Keywords
gene symbols, molecular biology, HGNC, MGI
This article is included in the RPackage gateway.
gene symbols, molecular biology, HGNC, MGI
Gene symbols are widely used in biomedical research because they provide descriptive and memorable nomenclature for communication. However, gene symbols are constantly updated through the discoveries and re-identification of genes, resulting in new names or aliases. For example, GCN5L2 (General Control of amino acid synthesis protein 5-Like 2) is a gene symbol that was later discovered to function as a histone acetyltransferase and therefore renamed as KAT2A (K(lysine) Acetyl Transferase 2A))1. In addition to the rapid and constant updates on valid gene symbols, commonly used spreadsheet software, such as Microsoft Excel, modify some gene symbols, converting them into dates or floating-points numbers2,3. For example, ‘DEC1’, a symbol for ‘Deletion in Esophageal Cancer 1’ gene, can be exported in date format, ‘1-DEC’. There have been attempts to rectify gene symbol issues, but they have largely been limited to Excel-modified gene symbols. Also the suggested solutions often reference static files with the corrections curated at the time of publication3 or comprise scripts for detecting the existence of Excel-modified gene symbols without correction2. In recognition of the importance of the spreadsheet modification issues, HGNC recently announced that all symbols that auto-convert to dates in Excel have been changed4. However, much literature and public data still contains outdated and incorrect gene symbols, motivating a convenient method of systematic detection and correction. To systematically identify historical aliases, correct for capitalization differences, and simultaneously correct spreadsheet-modified gene symbols, we built the HGNChelper R package. HGNChelper maps different aliases and spreadsheet-modified gene symbols to approved gene symbols maintained by The HUGO Gene Nomenclature Committee (HGNC) database5. HGNChelper also supports mouse gene symbol correction based on the Mouse Genome Informatics (MGI) database6.
Source data. Human gene symbols are accessed from HGNC Database ftp site (ftp://ftp.ebi.ac.uk/pub/databases/genenames/new/tsv/hgnc_complete_set.txt)7 and mouse gene symbols are acquired from MGI Database (http://www.informatics.jax.org/downloads/reports/MGI_EntrezGene.rpt)6. These URLs, and their access and processing, are handled by HGNChelper so the user does not interact directly with them.
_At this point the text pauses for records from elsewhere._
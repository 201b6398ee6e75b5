//! Tenancy report - run one lookup and hand the results to a renderer as JSON
//!
//! Usage: tenancy-report <ejari-number> [property-id ...]
//! Without property ids, every property registered under the number is expanded.
//! Logs go to stderr; stdout carries only the report.

use anyhow::{Context, Result};
use dubai_tenancy_lookup::config::Config;
use dubai_tenancy_lookup::report::LookupOutcome;
use dubai_tenancy_lookup::service::TenancyLookup;
use dubai_tenancy_lookup::session::Session;
use std::env;
use std::io::Write;
use tracing::info;

#[tokio::main]
async fn main() -> Result<()> {
    // Initialize logging
    tracing_subscriber::fmt()
        .with_env_filter(
            tracing_subscriber::EnvFilter::from_default_env()
                .add_directive(tracing::Level::INFO.into()),
        )
        .with_writer(std::io::stderr)
        .with_target(false)
        .init();

    let config = Config::from_env()?;
    info!("Configuration loaded");

    let args: Vec<String> = env::args().skip(1).collect();
    let input = args.first().cloned().unwrap_or_default();
    let requested = args
        .iter()
        .skip(1)
        .map(|pid| {
            pid.parse::<i64>()
                .with_context(|| format!("Property id '{}' must be a number", pid))
        })
        .collect::<Result<Vec<i64>>>()?;

    let service = TenancyLookup::new(config);

    let session = if requested.is_empty() {
        // first pass only discovers which properties the key owns
        match service.lookup(&input, &Session::new()).await? {
            LookupOutcome::Found(report) => {
                Session::expanding(report.properties.iter().map(|p| p.property_id))
            }
            other => return emit(&other),
        }
    } else {
        Session::expanding(requested)
    };

    let outcome = service.lookup(&input, &session).await?;
    emit(&outcome)
}

fn emit(outcome: &LookupOutcome) -> Result<()> {
    let stdout = std::io::stdout();
    let mut out = stdout.lock();
    serde_json::to_writer_pretty(&mut out, outcome).context("Failed to write report")?;
    writeln!(out)?;
    Ok(())
}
Algorithm. Human gene symbol correction is processed in three steps. First, capitalization is fixed: all letters are converted to upper-case, except the open reading frame (orf) nomenclature, which is written in lower-case. Second, dates or floating-point numbers generated via Excel-modification are corrected using a custom index generated by importing all human gene symbols into Excel, exporting them in all available date formats, and collecting any gene symbols that are different from the originals. In the last and most commonly applied step, aliases are updated to approved gene symbols in the HGNC database. Mouse gene symbol correction follows the same three steps as in human gene symbol correction, except the capitalization step since mouse gene symbols begin with an uppercase character, followed by all lowercase.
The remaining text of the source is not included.